Et avec les signes de nouveaux compromis émanant de Bruxelles entre l’UE et les grands exportateurs agricoles, cela pourrait être encore pire, s’inquiéte Hansjörg Walter, président de l’USP.

On en arriverait à une situation telle que la surface agricole de plaine ne serait plus exploitée que par quelques industriels de l’agriculture. Parmi les premiers touchés, les céréaliers devraient renoncer à leur activité. «Imaginez le Plateau suisse tout vert, de Genève à Romanshorn», dit le député John Dupraz.

Evoquant les effets collatéraux, le député et vice-président de l’USP note qu’ils iraient bien au-delà de cet aspect écologique. Toute la filière, des moulins aux fabricants d’aliments pour animaux, serait supprimée.

Concentrer ses forces

Ainsi, les négociateurs suisses du Cycle de Doha doivent être plus actifs que jamais. Berne ne doit en aucun cas disperser ses forces en menant en parallèle des négociations pour un accord de libre-échange avec l’UE, insiste l’USP.

Surtout que le résultat de l’OMC influencera les relations entre la Suisse et l’UE. Et s’il est mal ou trop vite négocié, l’accord de libre-échange avec l’UE pourrait amplifier les conséquences négatives de l’OMC.
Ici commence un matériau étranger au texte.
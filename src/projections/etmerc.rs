//!
//! Transverse Mercator, exact (Poder/Engsager) engine, and the UTM wrapper
//! built on top of it.
//!
//! `+proj=utm` is this engine with `lam0`/`k0`/`x0`/`y0` derived from the
//! zone. `+proj=tmerc` dispatches to this engine too unless the ellipsoid
//! is a sphere or `approx`/`algo=evenden_snyder` asks for the short series
//! in [`super::estmerc`].
//!
use crate::errors::{Error, Result};
use crate::parameters::ParamList;
use crate::proj::ProjData;

super::projection! { etmerc, utm }

const PROJ_ETMERC_ORDER: usize = 6;

fn gatg(coeffs: &[f64; PROJ_ETMERC_ORDER], b: f64) -> f64 {
    let cos_2b = 2. * (2. * b).cos();
    let mut h1 = coeffs[5];
    let mut h2 = 0.0_f64;
    let mut h = 0.0_f64;
    for k in (0..5).rev() {
        h = -h2 + cos_2b * h1 + coeffs[k];
        h2 = h1;
        h1 = h;
    }
    b + h * (2. * b).sin()
}

fn clens(coeffs: &[f64; PROJ_ETMERC_ORDER], arg: f64) -> f64 {
    let r = 2. * arg.cos();
    let mut hr1 = 0.0_f64;
    let mut hr = coeffs[5];
    for k in (0..5).rev() {
        let hr2 = hr1;
        hr1 = hr;
        hr = -hr2 + r * hr1 + coeffs[k];
    }
    arg.sin() * hr
}

/// Complex-argument Clenshaw summation: returns (real, imag) of
/// `sum coeffs[k] * sin(2*(k+1)*(zr + i*zi))`.
fn clens_cplx(coeffs: &[f64; PROJ_ETMERC_ORDER], zr: f64, zi: f64) -> (f64, f64) {
    let sin_r = zr.sin();
    let cos_r = zr.cos();
    let sinh_i = zi.sinh();
    let cosh_i = zi.cosh();

    let r = 2. * cos_r * cosh_i;
    let i = -2. * sin_r * sinh_i;

    let mut hr1 = 0.0_f64;
    let mut hi1 = 0.0_f64;
    let mut hr = coeffs[5];
    let mut hi = 0.0_f64;
    for k in (0..5).rev() {
        let hr2 = hr1;
        let hi2 = hi1;
        hr1 = hr;
        hi1 = hi;
        hr = -hr2 + r * hr1 - i * hi1 + coeffs[k];
        hi = -hi2 + i * hr1 + r * hi1;
    }

    let r2 = sin_r * cosh_i;
    let i2 = cos_r * sinh_i;
    (r2 * hr - i2 * hi, r2 * hi + i2 * hr)
}

#[derive(Debug)]
pub(crate) struct Projection {
    qn: f64,
    zb: f64,
    cgb: [f64; PROJ_ETMERC_ORDER],
    cbg: [f64; PROJ_ETMERC_ORDER],
    utg: [f64; PROJ_ETMERC_ORDER],
    gtu: [f64; PROJ_ETMERC_ORDER],
}

impl Projection {
    fn init(es: f64, k0: f64, phi0: f64) -> Result<Self> {
        let f = es / (1. + (1. - es).sqrt());
        let n = f / (2. - f);
        let mut np = n;

        let mut cgb = [0.0_f64; 6];
        let mut cbg = [0.0_f64; 6];

        cgb[0] = n * (2. + n * (-2. / 3. + n * (-2. + n * (116. / 45. + n * (26. / 45. + n * (-2854. / 675.))))));
        cbg[0] = n * (-2. + n * (2. / 3. + n * (4. / 3. + n * (-82. / 45. + n * (32. / 45. + n * (4642. / 4725.))))));
        np *= n;
        cgb[1] = np * (7. / 3. + n * (-8. / 5. + n * (-227. / 45. + n * (2704. / 315. + n * (2323. / 945.)))));
        cbg[1] = np * (5. / 3. + n * (-16. / 15. + n * (-13. / 9. + n * (904. / 315. + n * (-1522. / 945.)))));
        np *= n;
        cgb[2] = np * (56. / 15. + n * (-136. / 35. + n * (-1262. / 105. + n * (73814. / 2835.))));
        cbg[2] = np * (-26. / 15. + n * (34. / 21. + n * (8. / 5. + n * (-12686. / 2835.))));
        np *= n;
        cgb[3] = np * (4279. / 630. + n * (-332. / 35. + n * (-399572. / 14175.)));
        cbg[3] = np * (1237. / 630. + n * (-12. / 5. + n * (-24832. / 14175.)));
        np *= n;
        cgb[4] = np * (4174. / 315. + n * (-144838. / 6237.));
        cbg[4] = np * (-734. / 315. + n * (109598. / 31185.));
        np *= n;
        cgb[5] = np * (601676. / 22275.);
        cbg[5] = np * (444337. / 155925.);

        let np2 = n * n;
        let qn = k0 / (1. + n) * (1. + np2 * (1. / 4. + np2 * (1. / 64. + np2 / 256.)));

        let mut utg = [0.0_f64; 6];
        let mut gtu = [0.0_f64; 6];

        utg[0] = n * (-0.5 + n * (2. / 3. + n * (-37. / 96. + n * (1. / 360. + n * (81. / 512. + n * (-96199. / 604800.))))));
        gtu[0] = n * (0.5 + n * (-2. / 3. + n * (5. / 16. + n * (41. / 180. + n * (-127. / 288. + n * (7891. / 37800.))))));
        let mut np = n * n;
        utg[1] = np * (-1. / 48. + n * (-1. / 15. + n * (437. / 1440. + n * (-46. / 105. + n * (1118711. / 3870720.)))));
        gtu[1] = np * (13. / 48. + n * (-3. / 5. + n * (557. / 1440. + n * (281. / 630. + n * (-1983433. / 1935360.)))));
        np *= n;
        utg[2] = np * (-17. / 480. + n * (37. / 840. + n * (209. / 4480. + n * (-5569. / 90720.))));
        gtu[2] = np * (61. / 240. + n * (-103. / 140. + n * (15061. / 26880. + n * (167603. / 181440.))));
        np *= n;
        utg[3] = np * (-4397. / 161280. + n * (11. / 504. + n * (830251. / 7257600.)));
        gtu[3] = np * (49561. / 161280. + n * (-179. / 168. + n * (6601661. / 7257600.)));
        np *= n;
        utg[4] = np * (-4583. / 161280. + n * (108847. / 3991680.));
        gtu[4] = np * (34729. / 80640. + n * (-3418889. / 1995840.));
        np *= n;
        utg[5] = np * (-20648693. / 638668800.);
        gtu[5] = np * (212378941. / 319334400.);

        let z = gatg(&cbg, phi0);
        let zb = -qn * (z + clens(&gtu, 2. * z));

        Ok(Self {
            qn,
            zb,
            cgb,
            cbg,
            utg,
            gtu,
        })
    }

    pub fn etmerc(p: &mut ProjData, _params: &ParamList) -> Result<Self> {
        Self::init(p.ellps.es, p.k0, p.phi0)
    }

    pub fn utm(p: &mut ProjData, params: &ParamList) -> Result<Self> {
        if p.ellps.es == 0. {
            return Err(Error::InvalidParameterValue("utm requires an ellipsoid"));
        }
        let zone = if let Some(z) = params.try_value::<i32>("zone")? {
            if !(1..=60).contains(&z) {
                return Err(Error::InvalidUtmZone);
            }
            z
        } else {
            let lam0_deg = p.lam0.to_degrees();
            (((lam0_deg + 180.) / 6.).floor() as i32 + 1).clamp(1, 60)
        };
        p.lam0 = (zone as f64 * 6. - 183.).to_radians();
        p.k0 = 0.9996;
        p.x0 = 500_000.;
        p.y0 = if params.check_option("south")? {
            10_000_000.
        } else {
            0.
        };
        p.phi0 = 0.;
        Self::init(p.ellps.es, p.k0, p.phi0)
    }

    pub fn forward(&self, lam: f64, phi: f64, z: f64) -> Result<(f64, f64, f64)> {
        let cn0 = gatg(&self.cbg, phi);
        let (sin_cn, cos_cn) = cn0.sin_cos();
        let (sin_ce, cos_ce) = lam.sin_cos();

        let cn = (sin_cn).atan2(cos_ce * cos_cn);
        let ce = (sin_ce * cos_cn).atan2(sin_cn.hypot(cos_cn * cos_ce));

        let ce = crate::math::asinh(ce.tan());
        let (dcn, dce) = clens_cplx(&self.gtu, 2. * cn, 2. * ce);
        let cn = cn + dcn;
        let ce = ce + dce;

        if ce.abs() <= 2.623_395_162_778 {
            Ok((self.qn * ce, self.qn * cn + self.zb, z))
        } else {
            Err(Error::CoordTransOutsideProjectionDomain)
        }
    }

    pub fn inverse(&self, x: f64, y: f64, z: f64) -> Result<(f64, f64, f64)> {
        let mut cn = (y - self.zb) / self.qn;
        let mut ce = x / self.qn;

        if ce.abs() > 2.623_395_162_778 {
            return Err(Error::CoordTransOutsideProjectionDomain);
        }

        let (dcn, dce) = clens_cplx(&self.utg, 2. * cn, 2. * ce);
        cn += dcn;
        ce += dce;
        let ce = ce.sinh().atan();

        let (sin_ce, cos_ce) = ce.sin_cos();
        let (sin_cn, cos_cn) = cn.sin_cos();

        let lam = sin_ce.atan2(cos_ce * cos_cn);
        let cn = (sin_cn * cos_ce).atan2(sin_ce.hypot(cos_ce * cos_cn));

        let phi = gatg(&self.cgb, cn);
        Ok((lam, phi, z))
    }

    pub const fn has_inverse() -> bool {
        true
    }

    pub const fn has_forward() -> bool {
        true
    }
}

#[cfg(test)]
mod tests {
    use super::*;
    use crate::proj::Proj;

    #[test]
    fn proj_utm_roundtrip() {
        let p = Proj::from_proj_string("+proj=utm +zone=31 +ellps=WGS84").unwrap();
        let (x, y, _) = p.forward(0.05, 0.8, 0.).unwrap();
        let (lam, phi, _) = p.inverse(x, y, 0.).unwrap();
        assert!((lam - 0.05).abs() < 1e-8);
        assert!((phi - 0.8).abs() < 1e-8);
    }

    #[test]
    fn proj_etmerc_roundtrip() {
        let p = Proj::from_proj_string("+proj=etmerc +lon_0=9 +ellps=WGS84").unwrap();
        let (x, y, _) = p.forward(0.02, 0.7, 0.).unwrap();
        let (lam, phi, _) = p.inverse(x, y, 0.).unwrap();
        assert!((lam - 0.02).abs() < 1e-8);
        assert!((phi - 0.7).abs() < 1e-8);
    }
}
Sans mesure d’accompagnement de grande envergure ni soutien financier supplémentaire de la Confédération, l’agriculture suisse serait purement et simplement condamnée, avertit Jacques Bourgeois.

Des raisons d’espérer

Face à ce scénario pessimiste, l’étude de l’USP montre aussi une approche optimiste. Certains produits pourraient être écoulés dans l’immense marché européen à des prix de 5 à 20% supérieurs, en profitant d’un supplément qualitatif d’«helvétitude». Ce serait notamment le cas du lait.

Pour que l’accord de libre-échange avec l’UE puisse déployer des effets positifs pour l’agriculture helvétique, l’USP estime que différentes conditions préalables doivent être remplies. Il faut notamment identifier clairement les mesures à prendre pour réduire les coûts de production.

En amont et en aval

Les secteurs en amont et en aval de l’agriculture doivent impérativement être intégrés au processus.

Le potentiel des produits suisses sur le marché européen et les conditions pour les exploiter doivent être étudiés. Il s’agit aussi de prévoir des mesures d’accompagnement pour entrer sur le marché européen.

Ce n’est qu’une fois ces conditions réalisées que l’USP se prononcera sur l’opportunité de soutenir ou non l’entrée en négociation pour un accord de libre-échange sur les produits agricoles avec l’UE.

swissinfo et les agences

– La Suisse doit rendre son agriculture plus compétitive, dans un contexte mondial de libéralisation des marchés.

– L’Organisation mondiale du commerce (OMC) souhaite que la Suisse réduise ses droits de douane sur les produits agricoles importés et diminue ses subventions à l’agriculture.

– Pour supprimer les obstacles au libre-échange, le gouvernement préconise, entre autres, de réduire les subventions au secteur agricole au profit de paiements directs liés à des prestations d’intérêt général.

– C’est justement à cause des subventions qui protègent l’agriculture helvétique que le projet de libre-échange avec les Etats-Unis a capoté au début de l’année.

– Depuis, la Suisse étudie la possibilité d’un nouvel accord de libre-échange sur l’agriculture avec l’union européenne (UE), même si près de 60% des exportations de produits agricoles vers l’Europe des 25 sont déjà libéralisés.